# [The problem]
Return the data below exactly, but only from the line containing "Self::default()" through the line containing "if !self.done &&", with both of those lines included.

# [Material for this task]
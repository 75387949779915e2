use std::str::FromStr;

use strum::{AsRefStr, EnumIter, EnumString, IntoEnumIterator, IntoStaticStr};

/// Commands that can be invoked by starting a message with a leading slash.
#[derive(
    Debug, Clone, Copy, PartialEq, Eq, Hash, EnumString, EnumIter, AsRefStr, IntoStaticStr,
)]
#[strum(serialize_all = "kebab-case")]
pub enum SlashCommand {
    /// Show the model this session talks to
    Model,
    /// Exit the application
    Bye,
    /// Show help
    Help,
}

#[derive(Debug, Clone, PartialEq, Eq)]
pub struct ParsedCommand {
    pub command: SlashCommand,
    pub argument: Option<String>,
}

impl SlashCommand {
    /// User-visible description shown in help.
    pub fn description(self) -> &'static str {
        match self {
            SlashCommand::Model => "show the model in use",
            SlashCommand::Bye => "exit the application",
            SlashCommand::Help => "show available commands",
        }
    }

    /// Command string without the leading '/'.
    pub fn command(self) -> &'static str {
        self.into()
    }
}

/// Parse a slash command from user input.
///
/// Unknown commands return `None` so the text is sent as an ordinary message.
pub fn parse_slash_command(input: &str) -> Option<ParsedCommand> {
    let rest = input.trim().strip_prefix('/')?;
    let mut parts = rest.split_whitespace();
    let head = parts.next()?.to_lowercase();

    let command = SlashCommand::from_str(&head)
        .ok()
        .or_else(|| match head.as_str() {
            "q" | "quit" | "exit" => Some(SlashCommand::Bye),
            "h" | "?" => Some(SlashCommand::Help),
            _ => None,
        })?;

    let rest: Vec<&str> = parts.collect();
    let argument = if rest.is_empty() {
        None
    } else {
        Some(rest.join(" "))
    };

    Some(ParsedCommand { command, argument })
}

/// Get help text for all available commands
pub fn get_help_text() -> String {
    let mut help = String::from("Available commands:\n");
    for command in SlashCommand::iter() {
        help.push_str(&format!("/{} - {}\n", command.command(), command.description()));
    }
    help.push_str("Aliases: /q, /quit and /exit for /bye, /h for /help");
    help
}

#[cfg(test)]
mod tests {
    use super::*;

    #[test]
    fn parses_commands_and_aliases() {
        assert_eq!(
            parse_slash_command("/help").map(|c| c.command),
            Some(SlashCommand::Help)
        );
        assert_eq!(
            parse_slash_command("  /QUIT ").map(|c| c.command),
            Some(SlashCommand::Bye)
        );
        assert_eq!(
            parse_slash_command("/model now please"),
            Some(ParsedCommand {
                command: SlashCommand::Model,
                argument: Some("now please".into()),
            })
        );
    }

    #[test]
    fn ordinary_text_is_not_a_command() {
        assert_eq!(parse_slash_command("hello /help"), None);
        assert_eq!(parse_slash_command("/unknown thing"), None);
        assert_eq!(parse_slash_command("/"), None);
    }

    #[test]
    fn help_lists_every_command() {
        let help = get_help_text();
        for command in SlashCommand::iter() {
            assert!(help.contains(&format!("/{}", command.command())));
        }
    }
}
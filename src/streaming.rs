//! Server-sent event aggregation for streamed chat completions.
//!
//! The reply is requested as a stream but only the final text is used, so
//! this folds every `delta.content` into one string.

use crate::error::RemoteCallFailure;
use serde::Deserialize;

#[derive(Deserialize)]
struct StreamChunk {
    #[serde(default)]
    choices: Vec<StreamChoice>,
    error: Option<StreamError>,
}

#[derive(Deserialize)]
struct StreamChoice {
    #[serde(default)]
    delta: StreamDelta,
}

#[derive(Deserialize, Default)]
struct StreamDelta {
    content: Option<String>,
}

#[derive(Deserialize)]
struct StreamError {
    #[serde(default)]
    message: String,
}

/// Accumulates a streamed reply from raw response chunks.
///
/// Chunks may split lines (and multi-byte characters) anywhere; bytes are
/// buffered until a full line is available.
#[derive(Debug, Default)]
pub struct SseAccumulator {
    buffer: Vec<u8>,
    text: String,
    done: bool,
}

impl SseAccumulator {
    pub fn new() -> Self {
        Self::default()
    }

    /// Feed one chunk of the response body
    pub fn push_chunk(&mut self, chunk: &[u8]) -> Result<(), RemoteCallFailure> {
        if self.done {
            return Ok(());
        }
        self.buffer.extend_from_slice(chunk);

        while let Some(newline_pos) = self.buffer.iter().position(|b| *b == b'\n') {
            let line: Vec<u8> = self.buffer.drain(..=newline_pos).collect();
            self.process_line(&String::from_utf8_lossy(&line))?;
            if self.done {
                self.buffer.clear();
                break;
            }
        }
        Ok(())
    }

    /// Whether the `[DONE]` marker has been seen
    pub fn is_done(&self) -> bool {
        self.done
    }

    /// Flush any unterminated final line and return the aggregated text.
    ///
    /// A stream that closes before `[DONE]` is a cut-off reply, not an answer.
    pub fn finish(mut self) -> Result<String, RemoteCallFailure> {
        if !self.done && !self.buffer.is_empty() {
            let rest = std::mem::take(&mut self.buffer);
            self.process_line(&String::from_utf8_lossy(&rest))?;
        }

        if !self.done {
            return Err(RemoteCallFailure::malformed("stream ended before [DONE]"));
        }
        Ok(self.text)
    }

    fn process_line(&mut self, line: &str) -> Result<(), RemoteCallFailure> {
        let line = line.trim();
        let Some(data) = line.strip_prefix("data:") else {
            // event:, id:, retry: and comment lines carry nothing we use
            return Ok(());
        };
        let data = data.trim_start();

        if data == "[DONE]" {
            self.done = true;
            return Ok(());
        }

        let chunk: StreamChunk = match serde_json::from_str(data) {
            Ok(chunk) => chunk,
            Err(e) => {
                tracing::debug!(error = %e, "skipping unparseable stream line");
                return Ok(());
            }
        };

        if let Some(error) = chunk.error {
            return Err(RemoteCallFailure::api(format!(
                "Completion API error in stream: {}",
                error.message
            )));
        }

        if let Some(content) = chunk
            .choices
            .into_iter()
            .next()
            .and_then(|choice| choice.delta.content)
        {
            self.text.push_str(&content);
        }
        Ok(())
    }
}
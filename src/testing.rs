//! Stub completion service for tests

use crate::conversation::Turn;
use crate::error::RemoteCallFailure;
use crate::llm::CompletionService;
use async_trait::async_trait;
use std::collections::VecDeque;
use std::sync::Mutex;

/// Returns queued replies in order and records every history it was sent
pub struct StubService {
    replies: Mutex<VecDeque<Result<String, RemoteCallFailure>>>,
    pub requests: Mutex<Vec<Vec<Turn>>>,
}

impl StubService {
    pub fn new() -> Self {
        Self {
            replies: Mutex::new(VecDeque::new()),
            requests: Mutex::new(Vec::new()),
        }
    }

    pub fn replying(replies: &[&str]) -> Self {
        let stub = Self::new();
        for reply in replies {
            stub.queue_reply(*reply);
        }
        stub
    }

    pub fn queue_reply(&self, reply: impl Into<String>) {
        self.replies.lock().unwrap().push_back(Ok(reply.into()));
    }

    pub fn queue_failure(&self, failure: RemoteCallFailure) {
        self.replies.lock().unwrap().push_back(Err(failure));
    }

    pub fn recorded_requests(&self) -> Vec<Vec<Turn>> {
        self.requests.lock().unwrap().clone()
    }
}

#[async_trait]
impl CompletionService for StubService {
    async fn complete(&self, history: &[Turn]) -> Result<String, RemoteCallFailure> {
        self.requests.lock().unwrap().push(history.to_vec());
        self.replies
            .lock()
            .unwrap()
            .pop_front()
            .unwrap_or_else(|| Err(RemoteCallFailure::network("no stub reply queued")))
    }

    fn model_id(&self) -> &str {
        "stub-model"
    }
}
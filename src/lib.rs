//! Single-session chat with a hosted LLM.
//!
//! A [`Session`] owns an append-only [`ConversationStore`]; each submission
//! runs one [`TurnProcessor`] step against a [`CompletionService`].

pub mod commands;
pub mod config;
pub mod conversation;
pub mod error;
pub mod llm;
pub mod secrets;
pub mod session;
pub mod streaming;
pub mod trace;
pub mod turn;
pub mod ui;

#[cfg(test)]
mod testing;

pub use config::Config;
pub use conversation::{ConversationStore, Role, Turn};
pub use error::{FailureReason, RemoteCallFailure, SecretsError};
pub use llm::{CompletionService, LlmClient, LoggingService};
pub use secrets::Secrets;
pub use session::Session;
pub use turn::TurnProcessor;

use anyhow::Result;
use std::sync::Arc;
use trace::RunTracer;

/// Wire the HTTP client, logging wrapper and optional tracer into a fresh session
pub fn build_session(config: &Config, secrets: &Secrets) -> Result<Session> {
    let client: Arc<dyn CompletionService> = Arc::new(LlmClient::new(config, secrets)?);
    let service = Arc::new(LoggingService::new(client));
    let tracer = RunTracer::from_config(config, secrets)?;

    Ok(Session::new(TurnProcessor::new(service).with_tracer(tracer)))
}
use anyhow::{Context, Result};
use clap::{Parser, Subcommand};
use groqchat::{Config, Secrets, build_session, commands, ui};
use std::fs::OpenOptions;
use std::io;
use std::path::PathBuf;
use std::sync::Mutex;
use tracing_subscriber::EnvFilter;

#[derive(Parser)]
#[command(name = "groqchat")]
#[command(version)]
#[command(about = "Chat with a hosted LLM from the terminal", long_about = None)]
struct Cli {
    /// Model to use instead of the configured one
    #[arg(long, global = true)]
    model: Option<String>,

    /// Key file holding chatbot_api_key (and optionally langsmith_api_key)
    #[arg(long, global = true)]
    key_file: Option<PathBuf>,

    /// Config file to use instead of ~/.groqchat/config.toml
    #[arg(long, global = true)]
    config: Option<PathBuf>,

    /// Line-oriented chat on stdin/stdout instead of the full-screen UI
    #[arg(long)]
    plain: bool,

    #[command(subcommand)]
    command: Option<Commands>,
}

#[derive(Subcommand)]
enum Commands {
    /// Send a single message and print the reply
    Say {
        #[arg(required = true)]
        message: Vec<String>,
    },
    /// Print the effective configuration
    Config,
}

fn init_logging(config: &Config) -> Result<()> {
    let log_path = config.log_path();
    let file = OpenOptions::new()
        .create(true)
        .append(true)
        .open(&log_path)
        .with_context(|| format!("Failed to open log file {}", log_path.display()))?;

    tracing_subscriber::fmt()
        .with_env_filter(
            EnvFilter::try_from_default_env().unwrap_or_else(|_| EnvFilter::new("groqchat=info")),
        )
        .with_writer(Mutex::new(file))
        .with_ansi(false)
        .init();

    Ok(())
}

#[tokio::main]
async fn main() -> Result<()> {
    let cli = Cli::parse();

    let config = Config::load(cli.config.as_deref())?.with_overrides(cli.model, cli.key_file);
    config.ensure_home()?;
    init_logging(&config)?;

    if let Some(Commands::Config) = cli.command {
        return commands::show_config(&config);
    }

    // No key, no session
    let secrets = Secrets::load(&config.key_file)?;
    let mut session = build_session(&config, &secrets)?;

    match cli.command {
        Some(Commands::Say { message }) => commands::say(session, message.join(" ")).await,
        _ if cli.plain => commands::repl(&mut session, io::stdin().lock(), io::stdout()).await,
        _ => ui::run(session, &config.ui.title, &config.ui.placeholder).await,
    }
}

# [Written answer]
        Self::default()
    }

    /// Feed one chunk of the response body
    pub fn push_chunk(&mut self, chunk: &[u8]) -> Result<(), RemoteCallFailure> {
        if self.done {
            return Ok(());
        }
        self.buffer.extend_from_slice(chunk);

        while let Some(newline_pos) = self.buffer.iter().position(|b| *b == b'\n') {
            let line: Vec<u8> = self.buffer.drain(..=newline_pos).collect();
            self.process_line(&String::from_utf8_lossy(&line))?;
            if self.done {
                self.buffer.clear();
                break;
            }
        }
        Ok(())
    }

    /// Whether the `[DONE]` marker has been seen
    pub fn is_done(&self) -> bool {
        self.done
    }

    /// Flush any unterminated final line and return the aggregated text.
    ///
    /// A stream that closes before `[DONE]` is a cut-off reply, not an answer.
    pub fn finish(mut self) -> Result<String, RemoteCallFailure> {
        if !self.done && !self.buffer.is_empty() {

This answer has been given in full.